Requer o conhecimento e acolhimento dos Embargos Declaratórios para que
seja sanado o vício apontado.
A parte embargada foi devidamente intimada para contra-arrazoar estes
aclaratórios.
É o relatório.
Decido.
Nos termos do art. 1.022 do Código de Processo Civil, os Embargos de
Declaração destinam-se a esclarecer obscuridade, eliminar contradição, suprir omissão e
corrigir erro material eventualmente existentes no julgado, o que não se verifica na
hipótese.
Cumpre esclarecer, pois se encontra pacificado nesta Corte, que a ocorrência
de feriado local, recesso, paralisação ou interrupção do expediente forense deve ser
demonstrada, no ato da interposição do recurso que pretende seja conhecido por este
Tribunal, por documento oficial ou certidão expedida pelo Tribunal de origem, não
bastando a mera menção ao feriado local nas razões recursais, tampouco a apresentação
de documento não dotado de fé pública.
Nesse sentido, AgInt no AREsp n. 2.227.508/BA, Rel. Ministro Herman
Benjamin, Segunda Turma, DJe de 27.6.2023; AgInt nos EDcl no AREsp n.
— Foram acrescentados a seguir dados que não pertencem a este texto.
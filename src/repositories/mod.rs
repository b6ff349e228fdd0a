pub(crate) mod answers;
pub(crate) mod attempts;
pub(crate) mod exams;
pub(crate) mod outbox;
pub(crate) mod password_resets;
pub(crate) mod questions;
pub(crate) mod users;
2.270.942/SP, Rel. Ministro João Otávio de Noronha, Quarta Turma, DJe de 7.6.2023; e
AgInt no AREsp n. 2.280.536/BA, Rel. Ministro Marco Aurélio Bellizze, Terceira
Turma, DJe de 24.5.2023.
É certo que o feriado nacional não precisa ser comprovado. Porém, os dias
18.12.2023 e 19.12.2023 são supostamente feriados locais, razão pela qual deveriam ter
sido comprovados no momento da interposição do recurso, nos termos do art. 1.003, § 6º,
do CPC (redação anterior à Lei n. 14.939/2024).
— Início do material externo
use serde::de::Error as _;
use serde::{Deserialize, Serialize};
use time::{
    format_description::well_known::Rfc3339, macros::format_description, OffsetDateTime,
    PrimitiveDateTime,
};
use validator::Validate;

use crate::core::time::format_primitive;
use crate::db::models::Exam;
use crate::db::types::DifficultyLevel;

#[derive(Debug, Deserialize, Validate)]
pub(crate) struct ExamCreate {
    #[validate(length(min = 1, message = "title must not be empty"))]
    pub(crate) title: String,
    #[serde(default)]
    pub(crate) description: Option<String>,
    #[serde(alias = "durationMinutes")]
    #[validate(range(min = 1, max = 300, message = "duration_minutes must be 1-300"))]
    pub(crate) duration_minutes: i32,
    #[serde(default = "default_passing_score")]
    #[serde(alias = "passingScore")]
    #[validate(range(min = 1, max = 100, message = "passing_score must be 1-100"))]
    pub(crate) passing_score: i32,
    #[serde(default = "default_difficulty")]
    pub(crate) difficulty: DifficultyLevel,
    #[serde(
        default,
        alias = "startTime",
        deserialize_with = "deserialize_option_offset_datetime_flexible"
    )]
    pub(crate) start_time: Option<OffsetDateTime>,
    #[serde(
        default,
        alias = "endTime",
        deserialize_with = "deserialize_option_offset_datetime_flexible"
    )]
    pub(crate) end_time: Option<OffsetDateTime>,
    #[serde(default = "default_is_active", alias = "isActive")]
    pub(crate) is_active: bool,
}

#[derive(Debug, Deserialize, Validate)]
pub(crate) struct ExamUpdate {
    #[serde(default)]
    #[validate(length(min = 1, message = "title must not be empty"))]
    pub(crate) title: Option<String>,
    #[serde(default)]
    pub(crate) description: Option<String>,
    #[serde(default)]
    #[serde(alias = "durationMinutes")]
    #[validate(range(min = 1, max = 300, message = "duration_minutes must be 1-300"))]
    pub(crate) duration_minutes: Option<i32>,
    #[serde(default)]
    #[serde(alias = "passingScore")]
    #[validate(range(min = 1, max = 100, message = "passing_score must be 1-100"))]
    pub(crate) passing_score: Option<i32>,
    #[serde(default)]
    pub(crate) difficulty: Option<DifficultyLevel>,
    #[serde(
        default,
        alias = "startTime",
        deserialize_with = "deserialize_option_offset_datetime_flexible"
    )]
    pub(crate) start_time: Option<OffsetDateTime>,
    #[serde(
        default,
        alias = "endTime",
        deserialize_with = "deserialize_option_offset_datetime_flexible"
    )]
    pub(crate) end_time: Option<OffsetDateTime>,
    #[serde(default, alias = "isActive")]
    pub(crate) is_active: Option<bool>,
}

#[derive(Debug, Serialize)]
pub(crate) struct ExamResponse {
    pub(crate) id: String,
    pub(crate) title: String,
    pub(crate) description: Option<String>,
    pub(crate) duration_minutes: i32,
    pub(crate) passing_score: i32,
    pub(crate) difficulty: DifficultyLevel,
    pub(crate) start_time: Option<String>,
    pub(crate) end_time: Option<String>,
    pub(crate) is_active: bool,
    pub(crate) creator_id: String,
    pub(crate) question_count: i64,
    pub(crate) created_at: String,
    pub(crate) updated_at: String,
}

impl ExamResponse {
    pub(crate) fn from_db(exam: Exam, question_count: i64) -> Self {
        Self {
            id: exam.id,
            title: exam.title,
            description: exam.description,
            duration_minutes: exam.duration_minutes,
            passing_score: exam.passing_score,
            difficulty: exam.difficulty,
            start_time: exam.start_time.map(format_primitive),
            end_time: exam.end_time.map(format_primitive),
            is_active: exam.is_active,
            creator_id: exam.creator_id,
            question_count,
            created_at: format_primitive(exam.created_at),
            updated_at: format_primitive(exam.updated_at),
        }
    }
}

fn default_passing_score() -> i32 {
    60
}

fn default_difficulty() -> DifficultyLevel {
    DifficultyLevel::Medium
}

fn default_is_active() -> bool {
    true
}

fn parse_offset_datetime_flexible(raw: &str) -> Option<OffsetDateTime> {
    if let Ok(value) = OffsetDateTime::parse(raw, &Rfc3339) {
        return Some(value);
    }

    // Frontend's datetime-local often sends without timezone.
    if raw.len() == 16 && raw.as_bytes().get(10) == Some(&b'T') {
        let candidate = format!("{raw}:00Z");
        if let Ok(value) = OffsetDateTime::parse(&candidate, &Rfc3339) {
            return Some(value);
        }
    }

    if raw.len() == 19 && raw.as_bytes().get(10) == Some(&b'T') {
        let candidate = format!("{raw}Z");
        if let Ok(value) = OffsetDateTime::parse(&candidate, &Rfc3339) {
            return Some(value);
        }
    }

    if let Ok(value) =
        PrimitiveDateTime::parse(raw, &format_description!("[year]-[month]-[day]T[hour]:[minute]"))
    {
        return Some(value.assume_utc());
    }
    if let Ok(value) = PrimitiveDateTime::parse(
        raw,
        &format_description!("[year]-[month]-[day]T[hour]:[minute]:[second]"),
    ) {
        return Some(value.assume_utc());
    }

    None
}

fn deserialize_option_offset_datetime_flexible<'de, D>(
    deserializer: D,
) -> Result<Option<OffsetDateTime>, D::Error>
where
    D: serde::Deserializer<'de>,
{
    let raw = Option::<String>::deserialize(deserializer)?;
    match raw {
        Some(value) => parse_offset_datetime_flexible(&value)
            .ok_or_else(|| D::Error::custom(format!("invalid datetime: {value}")))
            .map(Some),
        None => Ok(None),
    }
}

#[cfg(test)]
mod tests {
    use super::*;

    #[test]
    fn create_defaults_apply() {
        let payload: ExamCreate = serde_json::from_str(
            r#"{"title": "Algebra Midterm", "duration_minutes": 90}"#,
        )
        .unwrap();
        assert_eq!(payload.passing_score, 60);
        assert!(matches!(payload.difficulty, DifficultyLevel::Medium));
        assert!(payload.is_active);
        assert!(payload.start_time.is_none());
    }

    #[test]
    fn flexible_datetime_accepts_datetime_local() {
        let payload: ExamCreate = serde_json::from_str(
            r#"{"title": "T", "duration_minutes": 60, "startTime": "2026-09-01T10:00"}"#,
        )
        .unwrap();
        let start = payload.start_time.unwrap();
        assert_eq!(start.hour(), 10);
        assert_eq!(start.offset().whole_seconds(), 0);
    }

    #[test]
    fn duration_out_of_range_fails_validation() {
        let payload: ExamCreate = serde_json::from_str(
            r#"{"title": "T", "duration_minutes": 301}"#,
        )
        .unwrap();
        assert!(payload.validate().is_err());
    }
}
Ressalte-se que em observância ao princípio do tempus regit actum, o
entendimento da Lei n. 14.939/2024 só será aplicado quando a data de intimação do
decisum recorrido tenha ocorrido a partir do dia 31.7.2024 (Mutatis mutandis, Enunciado
Administrativo n. 3 do STJ).
Por fim, a pretensão de rediscutir matéria devidamente abordada e decidida no
decisum embargado evidencia mera insatisfação com o resultado do julgamento, não
sendo a via eleita apropriada para tanto. Nesse sentido: EDcl no AgInt nos EDcl nos
EAREsp 1202915/SP, Rel. Ministro Herman Benjamin, Corte Especial, DJe de
28.8.2019.
Assim, não há irregularidade sanável por meio dos presentes embargos,
porquanto toda a matéria submetida à apreciação do STJ foi julgada, não havendo, na
decisão embargada, os vícios que autorizariam a utilização do recurso – obscuridade,
contradição, omissão ou erro material.
Ante o exposto, rejeito os Embargos de Declaração e advirto a parte
embargante de que a reiteração deste expediente ensejará o pagamento de multa de
2% sobre o valor atualizado da causa, porque os próximos embargos que tratem do
mesmo assunto serão considerados manifestamente protelatórios (art. 1.026, § 2º, do
CPC).
Confirma a exclusão?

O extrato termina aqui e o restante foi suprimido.